(Extracted data entries)
==================================================

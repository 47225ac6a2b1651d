use chrono::{DateTime, NaiveDate, Utc};
use derive_more::Display;
use serde::{Deserialize, Serialize};
use std::str::FromStr;

use super::null_as_default;

#[derive(Debug, Display, Clone, Copy, Default, Deserialize, Serialize, PartialEq, Eq)]
pub enum HealthRecordType {
    #[default]
    #[display("vaccine")]
    #[serde(rename = "vaccine")]
    Vaccine,
    #[display("checkup")]
    #[serde(rename = "checkup")]
    Checkup,
    #[display("medication")]
    #[serde(rename = "medication")]
    Medication,
    #[display("surgery")]
    #[serde(rename = "surgery")]
    Surgery,
    /// Any type written by another client
    #[display("other")]
    #[serde(rename = "other", other)]
    Other,
}

impl HealthRecordType {
    pub fn icon(&self) -> &'static str {
        match self {
            HealthRecordType::Vaccine => "💉",
            HealthRecordType::Checkup => "🩺",
            HealthRecordType::Medication => "💊",
            HealthRecordType::Surgery => "🏥",
            HealthRecordType::Other => "📋",
        }
    }
}

impl FromStr for HealthRecordType {
    type Err = anyhow::Error;

    /// Only the four types a user can pick are accepted
    fn from_str(s: &str) -> Result<Self, Self::Err> {
        match s {
            "vaccine" => Ok(HealthRecordType::Vaccine),
            "checkup" => Ok(HealthRecordType::Checkup),
            "medication" => Ok(HealthRecordType::Medication),
            "surgery" => Ok(HealthRecordType::Surgery),
            other => anyhow::bail!("unknown health record type `{other}`"),
        }
    }
}

#[derive(Debug, Clone, Deserialize, Serialize, PartialEq)]
pub struct HealthRecord {
    pub id: i64,
    pub pet_id: i64,
    #[serde(rename = "type")]
    pub record_type: HealthRecordType,
    #[serde(default, deserialize_with = "null_as_default")]
    pub title: String,
    pub date: NaiveDate,
    #[serde(default)]
    pub next_date: Option<NaiveDate>,
    #[serde(default)]
    pub notes: Option<String>,
    #[serde(default)]
    pub created_at: Option<DateTime<Utc>>,
}

#[derive(Debug, Clone, Serialize, PartialEq)]
pub struct NewHealthRecord {
    pub pet_id: i64,
    #[serde(rename = "type")]
    pub record_type: HealthRecordType,
    pub title: String,
    pub date: NaiveDate,
    pub next_date: Option<NaiveDate>,
    pub notes: Option<String>,
}

#[cfg(test)]
mod tests {
    use super::*;

    #[test]
    fn test_unknown_stored_type_reads_as_other() {
        let record: HealthRecord = serde_json::from_str(
            r#"{"id":1,"pet_id":5,"type":"grooming","title":"Nails",
                "date":"2025-02-10","next_date":null,"notes":null}"#,
        )
        .unwrap();

        assert_eq!(record.record_type, HealthRecordType::Other);
        assert_eq!(record.record_type.icon(), "📋");
        assert_eq!(record.next_date, None);
    }

    #[test]
    fn test_form_type_parsing() {
        assert_eq!(
            "medication".parse::<HealthRecordType>().unwrap(),
            HealthRecordType::Medication
        );
        assert!("other".parse::<HealthRecordType>().is_err());
    }
}
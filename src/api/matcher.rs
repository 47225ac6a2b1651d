//! Pet match swiper.
//!
//! The deck only stores a cursor and the matched pet ids; pets are read
//! again on every request.

use serde::{Deserialize, Serialize};
use std::str::FromStr;

use crate::{
    models::pet::{Pet, PetOrder},
    repo,
};

#[derive(Debug, Clone, Copy, PartialEq, Eq, Serialize, Deserialize)]
pub enum Swipe {
    Like,
    Pass,
}

impl FromStr for Swipe {
    type Err = anyhow::Error;

    fn from_str(s: &str) -> Result<Self, Self::Err> {
        match s {
            "like" | "right" => Ok(Swipe::Like),
            "pass" | "left" => Ok(Swipe::Pass),
            other => anyhow::bail!("unknown swipe `{other}`"),
        }
    }
}

#[derive(Debug, Clone, Default, PartialEq, Eq, Serialize, Deserialize)]
pub struct MatchDeck {
    cursor: usize,
    matched: Vec<i64>,
}

impl MatchDeck {
    pub fn cursor(&self) -> usize {
        self.cursor
    }

    /// Past the last pet nothing changes
    pub fn swipe(&mut self, swipe: Swipe, pets: &[Pet]) {
        let Some(pet) = pets.get(self.cursor) else {
            return;
        };

        if swipe == Swipe::Like {
            self.matched.push(pet.id);
        }
        self.cursor += 1;
    }

    pub fn reset(&mut self) {
        self.cursor = 0;
        self.matched.clear();
    }

    pub fn remaining(&self, pets: &[Pet]) -> usize {
        pets.len().saturating_sub(self.cursor)
    }

    pub fn current<'a>(&self, pets: &'a [Pet]) -> Option<&'a Pet> {
        pets.get(self.cursor)
    }

    /// Matched pets still present in `pets`, in match order
    pub fn matches(&self, pets: &[Pet]) -> Vec<Pet> {
        self.matched
            .iter()
            .filter_map(|id| pets.iter().find(|pet| pet.id == *id))
            .cloned()
            .collect()
    }
}

#[derive(Debug, Clone, Default, Serialize, PartialEq)]
pub struct MatchView {
    pub current: Option<Pet>,
    pub next: Option<Pet>,
    pub matches: Vec<Pet>,
    pub remaining: usize,
}

impl MatchView {
    pub fn new(deck: &MatchDeck, pets: &[Pet]) -> Self {
        Self {
            current: deck.current(pets).cloned(),
            next: pets.get(deck.cursor() + 1).cloned(),
            matches: deck.matches(pets),
            remaining: deck.remaining(pets),
        }
    }
}

pub async fn get_match_view(
    deck: &MatchDeck,
    repo: &repo::ImplAppRepo,
) -> anyhow::Result<MatchView> {
    let pets = repo.get_pets(PetOrder::IdAsc).await?;
    Ok(MatchView::new(deck, &pets))
}

/// Applies `swipe` on the current pet and returns the updated view
pub async fn swipe(
    deck: &mut MatchDeck,
    swipe: Swipe,
    repo: &repo::ImplAppRepo,
) -> anyhow::Result<MatchView> {
    let pets = repo.get_pets(PetOrder::IdAsc).await?;
    deck.swipe(swipe, &pets);

    Ok(MatchView::new(deck, &pets))
}
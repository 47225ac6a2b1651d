use ntex::web;
use ntex_identity::Identity;

use crate::{
    api,
    front::{AppState, errors, forms, middleware, session, utils},
};

fn render_login(error_msg: Option<&str>, sign_up: bool) -> Result<web::HttpResponse, web::Error> {
    let mut context = tera::Context::new();
    context.insert("error_msg", &error_msg);
    context.insert("sign_up", &sign_up);

    utils::render_page("login.html", &context)
}

/// Keeps the signed in session and hands out a fresh CSRF pair
fn start_web_session(
    auth: crate::models::user_app::AuthSession,
    identity: &Identity,
    cookie: &ntex_session::Session,
    app_state: &AppState,
) -> Result<web::HttpResponse, web::Error> {
    identity.remember(
        serde_json::to_string(&session::WebAppSession { auth }).map_err(|e| {
            errors::ServerError::InternalServerError(format!("session couldnt be stored: {e}"))
        })?,
    );
    utils::set_csrf_token(cookie, app_state)?;

    utils::redirect_to("/dashboard")
}

#[web::get("/login")]
async fn get_login_view() -> Result<impl web::Responder, web::Error> {
    render_login(None, false)
}

#[web::post("/login")]
async fn login(
    form: web::types::Form<forms::user::LoginForm>,
    app_state: web::types::State<AppState>,
    identity: Identity,
    cookie: ntex_session::Session,
) -> Result<impl web::Responder, web::Error> {
    let form = form.into_inner();

    match api::user::sign_in(&form.email, &form.password, &app_state.auth_service).await {
        Ok(auth) => start_web_session(auth, &identity, &cookie, &app_state),
        Err(e) => render_login(Some(&e.to_string()), false),
    }
}

#[web::post("/signup")]
async fn signup(
    form: web::types::Form<forms::user::SignUpForm>,
    app_state: web::types::State<AppState>,
    identity: Identity,
    cookie: ntex_session::Session,
) -> Result<impl web::Responder, web::Error> {
    match api::user::sign_up_and_sign_in(form.into_inner().into(), &app_state.auth_service).await
    {
        Ok(auth) => start_web_session(auth, &identity, &cookie, &app_state),
        Err(e) => render_login(Some(&e.to_string()), true),
    }
}

/// Closes the session, htmx follows `HX-Redirect` to the login page
#[web::post("/logout")]
async fn logout(
    _: middleware::csrf_token::CsrfToken,
    web_session: session::WebAppSession,
    identity: Identity,
    cookie: ntex_session::Session,
) -> Result<impl web::Responder, web::Error> {
    api::user::sign_out(&web_session.auth);

    identity.forget();
    cookie.clear();

    Ok(web::HttpResponse::Ok()
        .set_header("HX-Redirect", "/login")
        .finish())
}
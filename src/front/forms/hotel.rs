use serde::Deserialize;

use crate::{api::drag, models::booking::BookingStatus};

/// Sent when a card or an available pet is picked up
#[derive(Debug, Deserialize)]
pub struct DragStartForm {
    /// `available` or the key of the card column
    pub origin: String,
    /// Pet id for `available`, booking id otherwise
    pub id: i64,
    #[serde(default)]
    pub name: String,
}

impl DragStartForm {
    pub fn origin(&self) -> anyhow::Result<drag::DragOrigin> {
        if self.origin == "available" {
            return Ok(drag::DragOrigin::Available);
        }

        Ok(drag::DragOrigin::Column(
            self.origin.parse::<BookingStatus>()?,
        ))
    }

    pub fn card(&self) -> drag::DraggedCard {
        drag::DraggedCard {
            id: self.id,
            name: super::trimmed(&self.name),
        }
    }
}

#[cfg(test)]
mod tests {
    use super::*;

    fn form(origin: &str) -> DragStartForm {
        DragStartForm {
            origin: origin.into(),
            id: 3,
            name: "Luna".into(),
        }
    }

    #[test]
    fn test_drag_origins() {
        assert_eq!(form("available").origin().unwrap(), drag::DragOrigin::Available);
        assert_eq!(
            form("napTime").origin().unwrap(),
            drag::DragOrigin::Column(BookingStatus::NapTime)
        );
        assert!(form("boarding").origin().is_err());
    }
}
use crate::models;

/// Identity cookie data stored (encrypt) on user side
#[derive(serde::Serialize, serde::Deserialize, Debug, Clone, PartialEq)]
pub struct WebAppSession {
    pub auth: models::user_app::AuthSession,
}

impl WebAppSession {
    pub fn display_name(&self) -> &str {
        self.auth.user.display_name()
    }
}
#[derive(serde::Deserialize, Debug)]
pub struct SwipeForm {
    /// `like` or `pass`
    pub direction: String,
}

==================================================

** Your instructions **
Find the string "types" in the lines above and count those lines. Give only that count.

** Result of this exercise **
5